Months of creative demonstrations have given way to uproar over mass arrests of protestors. But from the start, young people have tried to channel more than anger to dramatize their demands.

By Julianne Hing Aug 05, 2011

In Chile, months of student demonstrations across the country have given way to mass protests in the capital of Santiago. Nearly 900 protesters have been arrested today in the crackdown against the demonstrations, the New York Times reported.

Tens of thousands of the nation’s high school and college students have been demonstrating for two months against a higher education system that was largely privatized under General Pinochet and since left students in serious debt. Students have called on President Sebastián Piñera to support reforms promising high-quality and free compulsory education and an overhaul of the university system.

But in Chile, protests are not limited to walkouts and marches and hunger strikes, though there have been plenty of those too. The New York Times reports that at any one time two to three protesters can be seen jogging outside the presidential palace. They’re attempting to reach 1,800 laps to symbolize the $1.8 billion that they want the country to invest in the education system. They have dressed up as superheroes and choreographed dance routines. They’ve staged collective suicides, with lines of people collapsing into the streets at once.

They’ve also staged kiss-ins. Protesters have paired off and started kissing marathons, smooching in the streets to bring attention to their cause.

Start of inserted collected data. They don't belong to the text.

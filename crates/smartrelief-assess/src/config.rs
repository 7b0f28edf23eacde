//! Configuration for the assessment pipeline
//!
//! TOML files, `SMARTRELIEF_SECTION__FIELD` environment overrides, validation
//! and presets.

use crate::error::{AssessError, Result};
use serde::{Deserialize, Serialize};
use std::path::{Path, PathBuf};
use tracing::debug;

/// Prefix for environment overrides
pub const ENV_PREFIX: &str = "SMARTRELIEF_";

/// Main configuration structure
#[derive(Debug, Clone, PartialEq, Default, Serialize, Deserialize)]
#[serde(default)]
pub struct Config {
    /// Image preparation
    pub preprocess: PreprocessConfig,

    /// Feature extraction
    pub features: FeatureConfig,

    /// Trained classifier
    pub model: ModelConfig,

    /// Input limits
    pub limits: LimitsConfig,

    /// Performance tuning
    pub performance: PerformanceConfig,
}

/// Image preparation configuration
#[derive(Debug, Clone, PartialEq, Serialize, Deserialize)]
#[serde(default)]
pub struct PreprocessConfig {
    /// Square working resolution in pixels
    pub working_size: u32,

    /// CLAHE clip limit
    pub clahe_clip_limit: f32,

    /// CLAHE tiles per axis
    pub clahe_grid: u32,

    /// Unsharp-mask blur sigma
    pub sharpen_sigma: f32,

    /// Unsharp-mask strength
    pub sharpen_amount: f32,
}

impl Default for PreprocessConfig {
    fn default() -> Self {
        Self {
            working_size: 512,
            clahe_clip_limit: 2.0,
            clahe_grid: 8,
            sharpen_sigma: 1.0,
            sharpen_amount: 1.0,
        }
    }
}

/// Feature extraction configuration
#[derive(Debug, Clone, PartialEq, Serialize, Deserialize)]
#[serde(default)]
pub struct FeatureConfig {
    /// Canny low hysteresis threshold
    pub canny_low: f32,

    /// Canny high hysteresis threshold
    pub canny_high: f32,

    /// Minimum Hough accumulator votes for a line
    pub hough_vote_threshold: u32,

    /// Hough non-maximum suppression radius
    pub hough_suppression_radius: u32,

    /// Gaussian sigma for the difference-of-blur debris mask
    pub debris_blur_sigma: f32,

    /// Difference threshold for the debris mask
    pub debris_threshold: u8,

    /// Dominant color clusters
    pub kmeans_clusters: usize,

    /// Maximum k-means iterations
    pub kmeans_max_iterations: usize,

    /// K-means convergence distance
    pub kmeans_epsilon: f64,

    /// GLCM quantization levels
    pub glcm_levels: usize,
}

impl Default for FeatureConfig {
    fn default() -> Self {
        Self {
            canny_low: 50.0,
            canny_high: 150.0,
            hough_vote_threshold: 120,
            hough_suppression_radius: 8,
            debris_blur_sigma: 2.0,
            debris_threshold: 30,
            kmeans_clusters: 3,
            kmeans_max_iterations: 10,
            kmeans_epsilon: 1.0,
            glcm_levels: 32,
        }
    }
}

/// Trained classifier configuration
#[derive(Debug, Clone, PartialEq, Default, Serialize, Deserialize)]
#[serde(default)]
pub struct ModelConfig {
    /// Path to a JSON classifier artifact; rule-based scoring when unset
    #[serde(skip_serializing_if = "Option::is_none")]
    pub path: Option<PathBuf>,
}

/// Input limits
#[derive(Debug, Clone, PartialEq, Serialize, Deserialize)]
#[serde(default)]
pub struct LimitsConfig {
    /// Maximum encoded image size in bytes
    pub max_image_bytes: usize,

    /// Accepted file extensions, lowercase
    pub allowed_extensions: Vec<String>,
}

impl Default for LimitsConfig {
    fn default() -> Self {
        Self {
            max_image_bytes: 10 * 1024 * 1024,
            allowed_extensions: ["jpg", "jpeg", "png", "bmp", "tiff"]
                .iter()
                .map(|ext| ext.to_string())
                .collect(),
        }
    }
}

/// Performance tuning
#[derive(Debug, Clone, PartialEq, Serialize, Deserialize)]
#[serde(default)]
pub struct PerformanceConfig {
    /// Worker threads for batch runs; 0 uses the global rayon pool
    pub num_threads: usize,

    /// Run batches in parallel
    pub parallel: bool,
}

impl Default for PerformanceConfig {
    fn default() -> Self {
        Self {
            num_threads: 0,
            parallel: true,
        }
    }
}

impl Config {
    /// Load configuration from TOML file
    pub fn from_file<P: AsRef<Path>>(path: P) -> Result<Self> {
        let content = std::fs::read_to_string(path)?;
        let config: Config = toml::from_str(&content)?;
        config.validate()?;
        Ok(config)
    }

    /// Save configuration to TOML file
    pub fn to_file<P: AsRef<Path>>(&self, path: P) -> Result<()> {
        std::fs::write(path, self.to_toml_string()?)?;
        Ok(())
    }

    /// Render as TOML
    pub fn to_toml_string(&self) -> Result<String> {
        Ok(toml::to_string_pretty(self)?)
    }

    /// Load defaults, then apply environment overrides
    ///
    /// Variables are prefixed with `SMARTRELIEF_` and use a double underscore
    /// between section and field:
    ///
    /// ```bash
    /// export SMARTRELIEF_PREPROCESS__CLAHE_CLIP_LIMIT=3.0
    /// export SMARTRELIEF_MODEL__PATH=/opt/models/damage.json
    /// ```
    pub fn from_env() -> Result<Self> {
        let mut config = Self::default();
        config.apply_overrides(std::env::vars())?;
        config.validate()?;
        Ok(config)
    }

    /// Apply `SMARTRELIEF_SECTION__FIELD` overrides.
    ///
    /// Unprefixed keys and prefixed keys without a `__` separator (such as
    /// `SMARTRELIEF_CONFIG` or `SMARTRELIEF_LOG`) are ignored. Unknown
    /// section/field pairs and unparsable values are errors.
    pub fn apply_overrides<I, K, V>(&mut self, vars: I) -> Result<()>
    where
        I: IntoIterator<Item = (K, V)>,
        K: AsRef<str>,
        V: AsRef<str>,
    {
        for (key, value) in vars {
            let Some(rest) = key.as_ref().strip_prefix(ENV_PREFIX) else {
                continue;
            };
            let Some((section, field)) = rest.split_once("__") else {
                debug!(key = key.as_ref(), "ignoring variable without a section separator");
                continue;
            };
            self.apply_override(
                &section.to_ascii_lowercase(),
                &field.to_ascii_lowercase(),
                value.as_ref(),
            )?;
        }
        Ok(())
    }

    fn apply_override(&mut self, section: &str, field: &str, value: &str) -> Result<()> {
        match (section, field) {
            ("preprocess", "working_size") => self.preprocess.working_size = parse(field, value)?,
            ("preprocess", "clahe_clip_limit") => {
                self.preprocess.clahe_clip_limit = parse(field, value)?
            }
            ("preprocess", "clahe_grid") => self.preprocess.clahe_grid = parse(field, value)?,
            ("preprocess", "sharpen_sigma") => self.preprocess.sharpen_sigma = parse(field, value)?,
            ("preprocess", "sharpen_amount") => {
                self.preprocess.sharpen_amount = parse(field, value)?
            }
            ("features", "canny_low") => self.features.canny_low = parse(field, value)?,
            ("features", "canny_high") => self.features.canny_high = parse(field, value)?,
            ("features", "hough_vote_threshold") => {
                self.features.hough_vote_threshold = parse(field, value)?
            }
            ("features", "hough_suppression_radius") => {
                self.features.hough_suppression_radius = parse(field, value)?
            }
            ("features", "debris_blur_sigma") => {
                self.features.debris_blur_sigma = parse(field, value)?
            }
            ("features", "debris_threshold") => {
                self.features.debris_threshold = parse(field, value)?
            }
            ("features", "kmeans_clusters") => self.features.kmeans_clusters = parse(field, value)?,
            ("features", "kmeans_max_iterations") => {
                self.features.kmeans_max_iterations = parse(field, value)?
            }
            ("features", "kmeans_epsilon") => self.features.kmeans_epsilon = parse(field, value)?,
            ("features", "glcm_levels") => self.features.glcm_levels = parse(field, value)?,
            ("model", "path") => {
                self.model.path = if value.is_empty() {
                    None
                } else {
                    Some(PathBuf::from(value))
                }
            }
            ("limits", "max_image_bytes") => self.limits.max_image_bytes = parse(field, value)?,
            ("limits", "allowed_extensions") => {
                self.limits.allowed_extensions = value
                    .split(',')
                    .map(|ext| ext.trim().trim_start_matches('.').to_ascii_lowercase())
                    .filter(|ext| !ext.is_empty())
                    .collect()
            }
            ("performance", "num_threads") => self.performance.num_threads = parse(field, value)?,
            ("performance", "parallel") => self.performance.parallel = parse(field, value)?,
            _ => {
                return Err(AssessError::Config(format!(
                    "unknown override {section}.{field}"
                )))
            }
        }
        Ok(())
    }

    /// Validate configuration
    pub fn validate(&self) -> Result<()> {
        let p = &self.preprocess;
        if !(64..=4096).contains(&p.working_size) {
            return Err(AssessError::Config(
                "working_size must be between 64 and 4096".to_string(),
            ));
        }
        if !(p.clahe_clip_limit > 0.0) {
            return Err(AssessError::Config(
                "clahe_clip_limit must be positive".to_string(),
            ));
        }
        if p.clahe_grid == 0 || p.clahe_grid > p.working_size {
            return Err(AssessError::Config(
                "clahe_grid must be between 1 and working_size".to_string(),
            ));
        }
        if !(p.sharpen_sigma > 0.0) || !(p.sharpen_amount >= 0.0) {
            return Err(AssessError::Config(
                "sharpen_sigma must be positive and sharpen_amount non-negative".to_string(),
            ));
        }

        let f = &self.features;
        if !(f.canny_low > 0.0) || f.canny_low > f.canny_high {
            return Err(AssessError::Config(
                "canny thresholds must satisfy 0 < low <= high".to_string(),
            ));
        }
        if f.hough_vote_threshold == 0 {
            return Err(AssessError::Config(
                "hough_vote_threshold must be greater than 0".to_string(),
            ));
        }
        if !(f.debris_blur_sigma > 0.0) {
            return Err(AssessError::Config(
                "debris_blur_sigma must be positive".to_string(),
            ));
        }
        if f.kmeans_clusters == 0 || f.kmeans_max_iterations == 0 || !(f.kmeans_epsilon > 0.0) {
            return Err(AssessError::Config(
                "kmeans clusters, iterations and epsilon must be positive".to_string(),
            ));
        }
        if !(2..=256).contains(&f.glcm_levels) {
            return Err(AssessError::Config(
                "glcm_levels must be between 2 and 256".to_string(),
            ));
        }

        if self.limits.max_image_bytes == 0 {
            return Err(AssessError::Config(
                "max_image_bytes must be greater than 0".to_string(),
            ));
        }
        if self.limits.allowed_extensions.is_empty() {
            return Err(AssessError::Config(
                "allowed_extensions must not be empty".to_string(),
            ));
        }

        Ok(())
    }

    /// Throughput preset: parallel batches, fewer clustering iterations
    pub fn fast() -> Self {
        let mut config = Self::default();
        config.features.kmeans_max_iterations = 5;
        config.features.kmeans_epsilon = 2.0;
        config.performance.parallel = true;
        config
    }

    /// Tighter input limits for untrusted sources
    pub fn strict() -> Self {
        let mut config = Self::default();
        config.limits.max_image_bytes = 5 * 1024 * 1024;
        config.limits.allowed_extensions = vec!["jpg".into(), "jpeg".into(), "png".into()];
        config
    }
}

fn parse<T: std::str::FromStr>(field: &str, value: &str) -> Result<T> {
    value
        .trim()
        .parse()
        .map_err(|_| AssessError::Config(format!("Invalid {field}: {value}")))
}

"I think it’s a beautiful way to protest," one woman told Reuters last month. "I think it’s better to see these young people, you know, us, protesting in such a simple way, with a kiss."

Today’s protests ended with a more traditional demonstration. In a throwback to the days of the Pinochet era, student organizers called on supporters to take to the streets to bang pots and pans to challenge the arrests, the Guardian reported. It was used as a call to protest decades ago, and tonight was revived in the streets of Santiago.